Thursday, 13 August 2015

Cocoon Knitting Wool



This ad for Cocoon Knitting Wool appeared in issue 3 of The Fancy Work Basket in 1885 or 1886  - see below for the front cover of the magazine.  It's a striking ad, with the logo made from the letters of 'cocoon' - it also caught my attention because the spinners' address was Holmfirth, only a few miles from here.

Most knitting yarn was sold in skeins at that time, and so the fact that Cocoon was 'wound ready for use' was its main selling point - wound into the shape of a silkworm's cocoon, in fact.   Perhaps Wood & Burtt were the first spinners to sell ready-wound wool?  Certainly, in this ad, they warn that other spinners have been copying the idea:  "Numerous complaints having been made that inferior wool balled in the same style is sold as Genuine COCOON wool, please note that none is Genuine unless bearing the word COCOON, which is our registered trade mark, on the band."   

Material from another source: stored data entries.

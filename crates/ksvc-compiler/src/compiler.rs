//! Service compiler
//!
//! Compiles a [`DeploymentModel`] into a [`KnativeService`] by running the
//! metadata builder, the autoscaling translator and the service spec assembler, then
//! handing the result to a [`Defaulter`].

use tracing::debug;

use crate::autoscaling;
use crate::config::CompilerConfig;
use crate::defaults::{Defaulter, KnativeDefaulter};
use crate::descriptor::KnativeService;
use crate::error::CompileError;
use crate::metadata;
use crate::model::DeploymentModel;
use crate::spec;

/// Compiles deployment models into Knative Services.
///
/// A compiler holds no per-call state and can be shared across threads.
pub struct ServiceCompiler {
    config: CompilerConfig,
    defaulter: Box<dyn Defaulter>,
}

impl Default for ServiceCompiler {
    fn default() -> Self {
        Self::new(CompilerConfig::default())
    }
}

impl std::fmt::Debug for ServiceCompiler {
    fn fmt(&self, f: &mut std::fmt::Formatter<'_>) -> std::fmt::Result {
        f.debug_struct("ServiceCompiler")
            .field("config", &self.config)
            .finish_non_exhaustive()
    }
}

impl ServiceCompiler {
    /// Create a compiler that applies Knative's defaults
    pub fn new(config: CompilerConfig) -> Self {
        Self {
            config,
            defaulter: Box::new(KnativeDefaulter),
        }
    }

    /// Replace the default-filling hook
    pub fn with_defaulter(mut self, defaulter: impl Defaulter + 'static) -> Self {
        self.defaulter = Box::new(defaulter);
        self
    }

    /// Configuration in effect
    pub fn config(&self) -> &CompilerConfig {
        &self.config
    }

    /// Compile a model into a fresh service descriptor.
    ///
    /// The model is only borrowed; compiling the same model twice yields equal
    /// descriptors.
    pub fn compile(&self, model: &DeploymentModel) -> Result<KnativeService, CompileError> {
        if self.config.strict_validation {
            model.validate()?;
        }

        debug!(
            service = %model.name,
            namespace = %model.namespace,
            metric = %model.autoscaling_metric,
            "compiling knative service"
        );

        let metadata = metadata::build(model);
        let annotations = autoscaling::autoscaling_annotations(model)?;
        let spec = spec::build(model, &metadata, annotations);

        let mut service = KnativeService::new(metadata.service, spec);
        self.defaulter.set_defaults(&mut service);

        debug!(
            service = %service.metadata.name,
            revision = %service.spec.template.metadata.name,
            "compiled knative service"
        );
        Ok(service)
    }
}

I had not heard of Wood & Burtt, so did some research into the business, via the online newspapers accessible at findmypast.  For one thing, I wanted to find out where the mill was: in fact, it was not in Holmfirth itself, but a few miles away, on Fearnley Lane, near the hamlet of Totties.

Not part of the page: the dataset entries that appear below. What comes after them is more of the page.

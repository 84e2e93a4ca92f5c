//! Compiler configuration

use serde::{Deserialize, Serialize};

/// Environment variable that turns on strict validation
pub const STRICT_VALIDATION_ENV: &str = "KSVC_STRICT_VALIDATION";

/// Options controlling compilation
#[derive(Clone, Debug, Default, PartialEq, Eq, Serialize, Deserialize)]
#[serde(rename_all = "camelCase")]
pub struct CompilerConfig {
    /// Reject models the platform would refuse before compiling them.
    ///
    /// Off by default: malformed models compile as-is and are left to the
    /// platform's admission checks.
    #[serde(default)]
    pub strict_validation: bool,
}

impl CompilerConfig {
    /// Read configuration from the environment.
    ///
    /// `KSVC_STRICT_VALIDATION` accepts `1`, `true`, `yes` or `on` (any case);
    /// anything else, or an unset variable, leaves strict validation off.
    pub fn from_env() -> Self {
        Self::from_lookup(|key| std::env::var(key).ok())
    }

    fn from_lookup(lookup: impl Fn(&str) -> Option<String>) -> Self {
        let strict_validation = lookup(STRICT_VALIDATION_ENV)
            .map(|v| parse_flag(&v))
            .unwrap_or(false);
        Self { strict_validation }
    }

    /// Enable strict validation
    pub fn strict(mut self) -> Self {
        self.strict_validation = true;
        self
    }
}

fn parse_flag(value: &str) -> bool {
    matches!(
        value.trim().to_ascii_lowercase().as_str(),
        "1" | "true" | "yes" | "on"
    )
}
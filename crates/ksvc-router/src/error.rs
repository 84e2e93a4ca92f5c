//! Routing error types

use thiserror::Error;

/// Errors returned when routing a request
#[derive(Debug, Error, Clone, PartialEq, Eq)]
pub enum RouteError {
    /// The router produced nothing usable
    #[error("bad response: {0}")]
    BadResponse(String),

    /// An upstream service answered with a failure
    #[error("upstream error (code {code}): {message}")]
    Upstream {
        /// Status code reported by the upstream
        code: i32,
        /// Upstream payload, decoded as text
        message: String,
    },
}

impl RouteError {
    /// Create a bad response error
    pub fn bad_response(msg: impl Into<String>) -> Self {
        Self::BadResponse(msg.into())
    }

    /// Create an upstream error
    pub fn upstream(code: i32, message: impl Into<String>) -> Self {
        Self::Upstream {
            code,
            message: message.into(),
        }
    }

    /// Status code to report to the caller.
    ///
    /// Upstream failures keep their own code; a bad response maps to 502.
    pub fn status_code(&self) -> i32 {
        match self {
            Self::BadResponse(_) => 502,
            Self::Upstream { code, .. } => *code,
        }
    }
}
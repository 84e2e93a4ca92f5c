//! Compilation error types

use std::num::ParseFloatError;

use thiserror::Error;

/// Errors that can occur while compiling a deployment model
#[derive(Debug, Error)]
pub enum CompileError {
    /// The autoscaling target is not a decimal number
    #[error("invalid autoscaling target '{value}' for metric '{metric}': {source}")]
    InvalidTarget {
        /// Metric the target was supplied for
        metric: String,
        /// The raw target string
        value: String,
        /// Underlying parse failure
        #[source]
        source: ParseFloatError,
    },

    /// A concurrency target rounds to zero
    #[error("concurrency target {value} should be at least 0.01 after rounding to 2 decimal places")]
    ConcurrencyTooLow {
        /// The raw target string
        value: String,
    },

    /// The model failed strict validation
    #[error(transparent)]
    Validation(#[from] ksvc_common::Error),
}

impl CompileError {
    /// Create an invalid target error
    pub fn invalid_target(metric: &str, value: &str, source: ParseFloatError) -> Self {
        Self::InvalidTarget {
            metric: metric.to_string(),
            value: value.to_string(),
            source,
        }
    }

    /// Create a concurrency-too-low error
    pub fn concurrency_too_low(value: &str) -> Self {
        Self::ConcurrencyTooLow {
            value: value.to_string(),
        }
    }

    /// Stable diagnostic code for the error kind
    pub fn code(&self) -> &'static str {
        match self {
            Self::InvalidTarget { .. } => "parse_error",
            Self::ConcurrencyTooLow { .. } => "policy_violation",
            Self::Validation(_) => "validation",
        }
    }
}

I did not expect to find out what had ultimately happened to the company, but the information was there in the newspapers.  In 1900, the spinners J. & J. Baldwin of Halifax became a public company, in association with several other spinners, including Wood & Burtt.  The name of the new company was J. & J. Baldwin and Partners Limited - the 'and Partners' referring to the associated businesses.  Edward Burtt, a partner in Wood & Burtt, became a director of the new company, and in 1920, when the company merged with Patons of Alloa, a director of Patons and Baldwins.

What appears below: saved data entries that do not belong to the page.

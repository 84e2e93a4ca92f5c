//! Error types shared across ksvc crates
//!
//! Errors are structured with fields so callers can report which part of a
//! deployment model was rejected.

use thiserror::Error;

/// Default context value when no specific context is available
pub const UNKNOWN_CONTEXT: &str = "unknown";

/// Main error type for shared ksvc operations
#[derive(Debug, Error)]
pub enum Error {
    /// Validation error for a deployment model
    #[error("validation error for {service}: {message}")]
    Validation {
        /// Name of the service with invalid configuration
        service: String,
        /// Description of what's invalid
        message: String,
        /// The invalid field path (e.g., "maxReplicas")
        field: Option<String>,
    },

    /// A Kubernetes resource quantity could not be parsed
    #[error("invalid quantity '{value}': {message}")]
    Quantity {
        /// The raw quantity string
        value: String,
        /// Description of what's wrong
        message: String,
    },

    /// Serialization/deserialization error
    #[error("serialization error: {message}")]
    Serialization {
        /// Description of what failed
        message: String,
        /// The document kind being parsed (if known)
        kind: Option<String>,
    },
}

impl Error {
    /// Create a validation error with the given message
    pub fn validation(msg: impl Into<String>) -> Self {
        Self::Validation {
            service: UNKNOWN_CONTEXT.to_string(),
            message: msg.into(),
            field: None,
        }
    }

    /// Create a validation error with service context and field path
    pub fn validation_for_field(
        service: impl Into<String>,
        field: impl Into<String>,
        msg: impl Into<String>,
    ) -> Self {
        Self::Validation {
            service: service.into(),
            message: msg.into(),
            field: Some(field.into()),
        }
    }

    /// Create a quantity parse error
    pub fn quantity(value: impl Into<String>, msg: impl Into<String>) -> Self {
        Self::Quantity {
            value: value.into(),
            message: msg.into(),
        }
    }

    /// Create a serialization error
    pub fn serialization(msg: impl Into<String>) -> Self {
        Self::Serialization {
            message: msg.into(),
            kind: None,
        }
    }

    /// Create a serialization error for a specific document kind
    pub fn serialization_for(kind: impl Into<String>, msg: impl Into<String>) -> Self {
        Self::Serialization {
            message: msg.into(),
            kind: Some(kind.into()),
        }
    }

    /// The field path associated with this error, if any
    pub fn field(&self) -> Option<&str> {
        match self {
            Self::Validation { field, .. } => field.as_deref(),
            _ => None,
        }
    }
}

impl From<serde_json::Error> for Error {
    fn from(err: serde_json::Error) -> Self {
        Self::serialization(err.to_string())
    }
}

Back to Cocoon wool.  The only mentions of it that I found in the newspapers were in 1883: a flurry of small ads from yarn shops and wholesalers saying that they had Cocoon wool in stock, and the following description.  I think it would now be labelled "Advertisement Feature" in small print, i.e. it is meant to look as though it was written by a reporter, but is actually an ad:
GOOD KNITTING WOOL.--Knitters who have any difficulty in obtaining really good wool, would do well to try the cocoon knitting wool. The yarn is made from wools that  are specially selected with a view to their wearing well, and will not shrink, if the articles made of it are washed according to the directions issued with each ball.  It is very smooth and even, thus being very pleasant to knit with, and as it is sold ready wound in balls the worker is saved much trouble. The winding is so artistically managed that the threads are alternately interlaced with each other, so that the wool neither becomes stretched nor readily entangled.  Half the secret of the uncomfortable shrinking of knitted articles lies in the stretching of the the wool in winding.  When it is washed, it naturally returns to its original dimensions. thus causing the shrinking. With the beautifully wound "cocoon" wool this is impossible.
We don't usually think of the artistic merits of a ready-wound ball, but I suppose that when it was introduced, it must have been quite striking.   The notion that ready-wound wool will be unshrinkable is a bit fanciful, though.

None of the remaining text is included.